The following figures show how Global Average Pooling and depthwise convolutional layer work for compressing the feature map. (All the figures have been adopted from the Wise-SrNet paper)

Depthwise convolutional layer, compressing the feature map wisely (without losing important data)
Global Average Pooling, compressing the feature map for classification

The next script shows a glance at the Wise-SrNet code applied to the Xception model. The input image size was set to 224×224.

Wise-SrNet code applied to the Xception model for 224×224 images.

The authors have stated that using their method will improve the classification accuracy like this:

Effect of Wise-SrNet on a selected part of the ImageNet dataset containing 70 classes. The images were resized to 224×224, and no pre-trained weights were utilized for starting the training process.

Effect of Wise-SrNet on a selected part of the MIT Indoors Scenes dataset using 512×512 images and transfer learning.

The authors of Wise-SrNet have also brought up an interesting result that using the GAP layer on large images may not work on some models at all. In these situations, the only choice is not to use compression and feeding the whole feature map to the classification fully connected layer (the classic method that increases the model weights significantly), but now the Wise-SrNet solves this problem by compressing the feature map while holding the spatial information.
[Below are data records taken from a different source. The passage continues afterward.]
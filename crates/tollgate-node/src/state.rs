//! Shared state handed to API handlers.

use std::sync::Arc;

use tollgate_gateway::PaymentGateway;
use tollgate_settlement::NetworkRegistry;

/// Everything the HTTP surface needs, shared via `Arc`.
pub struct AppState {
    /// The payment-challenge gateway.
    pub gateway: Arc<PaymentGateway>,
    /// Configured settlement networks.
    pub networks: Arc<NetworkRegistry>,
}
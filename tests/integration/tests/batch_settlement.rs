//! Integration test: batch settlement commitments and cost amortization
//! against the built-in network profiles.

use rust_decimal::Decimal;
use rust_decimal_macros::dec;

use tollgate_settlement::batch::{build_batch, BatchTransaction};
use tollgate_settlement::network::{NetworkRegistry, TransactionType};
use tollgate_settlement::SettlementError;

fn tx(id: &str, amount: Decimal, nonce: u64) -> BatchTransaction {
    BatchTransaction {
        id: id.into(),
        amount,
        nonce,
    }
}

fn leaf(id: &str, amount: Decimal, nonce: u64) -> [u8; 32] {
    *blake3::hash(format!("{id}{}{nonce}", amount.normalize()).as_bytes()).as_bytes()
}

fn interior(left: &[u8; 32], right: &[u8; 32]) -> [u8; 32] {
    let mut hasher = blake3::Hasher::new();
    hasher.update(left);
    hasher.update(right);
    *hasher.finalize().as_bytes()
}

#[test]
fn test_reference_batch_vector() {
    // Three transactions: root = H(H(leafA, leafB), leafC).
    let batch = build_batch(vec![
        tx("a", dec!(5), 1),
        tx("b", dec!(3), 2),
        tx("c", dec!(2), 3),
    ])
    .expect("non-empty batch");

    assert_eq!(batch.transaction_count, 3);
    assert_eq!(batch.total_amount, dec!(10));

    let expected = interior(
        &interior(&leaf("a", dec!(5), 1), &leaf("b", dec!(3), 2)),
        &leaf("c", dec!(2), 3),
    );
    assert_eq!(batch.merkle_root, format!("0x{}", hex::encode(expected)));
}

#[test]
fn test_single_transaction_commitment_is_leaf() {
    let batch = build_batch(vec![tx("only", dec!(7.25), 42)]).unwrap();
    assert_eq!(
        batch.merkle_root,
        format!("0x{}", hex::encode(leaf("only", dec!(7.25), 42)))
    );
}

#[test]
fn test_empty_batch_is_an_error() {
    assert!(matches!(build_batch(vec![]), Err(SettlementError::EmptyBatch)));
}

#[test]
fn test_reordering_changes_commitment() {
    let forward = build_batch(vec![tx("a", dec!(5), 1), tx("b", dec!(3), 2)]).unwrap();
    let reversed = build_batch(vec![tx("b", dec!(3), 2), tx("a", dec!(5), 1)]).unwrap();
    assert_ne!(forward.merkle_root, reversed.merkle_root);
}

#[test]
fn test_amortization_against_network_profile() {
    // Settling a channel batch on hedera-testnet: 0.001 * 2.5 = 0.0025
    // flat, amortized over the batch.
    let registry = NetworkRegistry::builtin();
    let hedera = registry.get("hedera-testnet").expect("builtin profile");
    let flat = hedera.estimate_settlement_cost(TransactionType::ChannelSettle);
    assert_eq!(flat, dec!(0.0025));

    let batch = build_batch(vec![
        tx("a", dec!(1), 1),
        tx("b", dec!(2), 2),
        tx("c", dec!(3), 3),
        tx("d", dec!(4), 4),
        tx("e", dec!(5), 5),
    ])
    .unwrap();

    let estimate = batch.amortize(flat);
    assert_eq!(estimate.cost_per_transaction, dec!(0.0005));
    assert_eq!(estimate.savings_vs_individual, dec!(0.002));
    // The two figures always reassemble the flat cost exactly.
    assert_eq!(
        estimate.cost_per_transaction + estimate.savings_vs_individual,
        flat
    );
}

#[test]
fn test_amortization_sums_exactly_for_awkward_divisors() {
    let batch = build_batch(vec![
        tx("a", dec!(1), 1),
        tx("b", dec!(1), 2),
        tx("c", dec!(1), 3),
    ])
    .unwrap();

    // 0.1 / 3 does not terminate; the rounded share and the savings must
    // still sum back to the flat cost.
    let estimate = batch.amortize(dec!(0.1));
    assert_eq!(
        estimate.cost_per_transaction + estimate.savings_vs_individual,
        dec!(0.1)
    );
}
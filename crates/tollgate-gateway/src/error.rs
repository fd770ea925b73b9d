use tollgate_core::error::CoreError;
use tollgate_core::types::ChallengeId;
use tollgate_settlement::error::SettlementError;

/// Gateway-boundary errors.
#[derive(Debug, thiserror::Error)]
pub enum GatewayError {
    #[error("invalid amount: {0}")]
    InvalidAmount(String),

    #[error("payment not found: {0}")]
    PaymentNotFound(ChallengeId),

    #[error("payment challenge expired: {0}")]
    PaymentExpired(ChallengeId),

    #[error("payment already completed: {0}")]
    AlreadyCompleted(ChallengeId),

    #[error("unsupported network: {0}")]
    UnsupportedNetwork(String),

    #[error(transparent)]
    Verification(#[from] SettlementError),

    #[error(transparent)]
    Core(#[from] CoreError),
}

impl GatewayError {
    /// Machine-readable error code crossing the gateway boundary.
    pub fn code(&self) -> &'static str {
        match self {
            Self::InvalidAmount(_) => "INVALID_AMOUNT",
            Self::PaymentNotFound(_) => "PAYMENT_NOT_FOUND",
            Self::PaymentExpired(_) => "PAYMENT_EXPIRED",
            Self::AlreadyCompleted(_) => "VERIFICATION_FAILED",
            Self::UnsupportedNetwork(_) => "UNSUPPORTED_NETWORK",
            Self::Verification(inner) => inner.code(),
            Self::Core(CoreError::InvalidAmount(_)) => "INVALID_AMOUNT",
            Self::Core(CoreError::InvalidChallengeId(_)) => "INVALID_REQUEST",
            Self::Core(_) => "VERIFICATION_FAILED",
        }
    }
}
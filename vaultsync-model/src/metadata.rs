//! Replica-wide settings and shared resources.

use serde::{Deserialize, Serialize};
use std::collections::BTreeMap;
use vaultsync_types::NodeId;

/// History snapshots kept per entry unless configured otherwise.
pub const DEFAULT_HISTORY_MAX_ITEMS: usize = 10;

/// Shared metadata of a replica.
///
/// Custom icons are owned here rather than by any group or entry; nodes
/// refer to them through [`Icon::Custom`](crate::Icon::Custom).
#[derive(Debug, Clone, PartialEq, Serialize, Deserialize)]
pub struct Metadata {
    /// Display name, quoted in the marker left on entries kept as backups.
    pub name: String,
    /// Maximum history snapshots retained per entry; oldest go first.
    pub history_max_items: usize,
    /// Custom icon store: identifier to encoded image bytes.
    #[serde(default)]
    pub custom_icons: BTreeMap<NodeId, Vec<u8>>,
    #[serde(default)]
    pub recycle_bin_enabled: bool,
    #[serde(default)]
    pub recycle_bin: Option<NodeId>,
}

impl Default for Metadata {
    fn default() -> Self {
        Self {
            name: String::new(),
            history_max_items: DEFAULT_HISTORY_MAX_ITEMS,
            custom_icons: BTreeMap::new(),
            recycle_bin_enabled: true,
            recycle_bin: None,
        }
    }
}

impl Metadata {
    #[must_use]
    pub fn contains_custom_icon(&self, id: NodeId) -> bool {
        self.custom_icons.contains_key(&id)
    }

    pub fn add_custom_icon(&mut self, id: NodeId, image: Vec<u8>) {
        self.custom_icons.insert(id, image);
    }

    #[must_use]
    pub fn custom_icon(&self, id: NodeId) -> Option<&[u8]> {
        self.custom_icons.get(&id).map(Vec::as_slice)
    }
}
Based on their obtained results, Wise-SrNet can sometimes be the only solution for training a classification model fast and accurately.

References

1-Rahimzadeh, M., Parvin, S., Safi, E. and Mohammadi, M.R., 2021. Wise-SrNet: A Novel Architecture for Enhancing Image Classification by Learning Spatial Resolution of Feature Maps. arXiv preprint arXiv:2104.12294.

2-Lin, M., Chen, Q. and Yan, S., 2013. Network in network. arXiv preprint arXiv:1312.4400.

3-Chollet, F., 2017. Xception: Deep learning with depthwise separable convolutions. In Proceedings of the IEEE conference on computer vision and pattern recognition (pp. 1251–1258).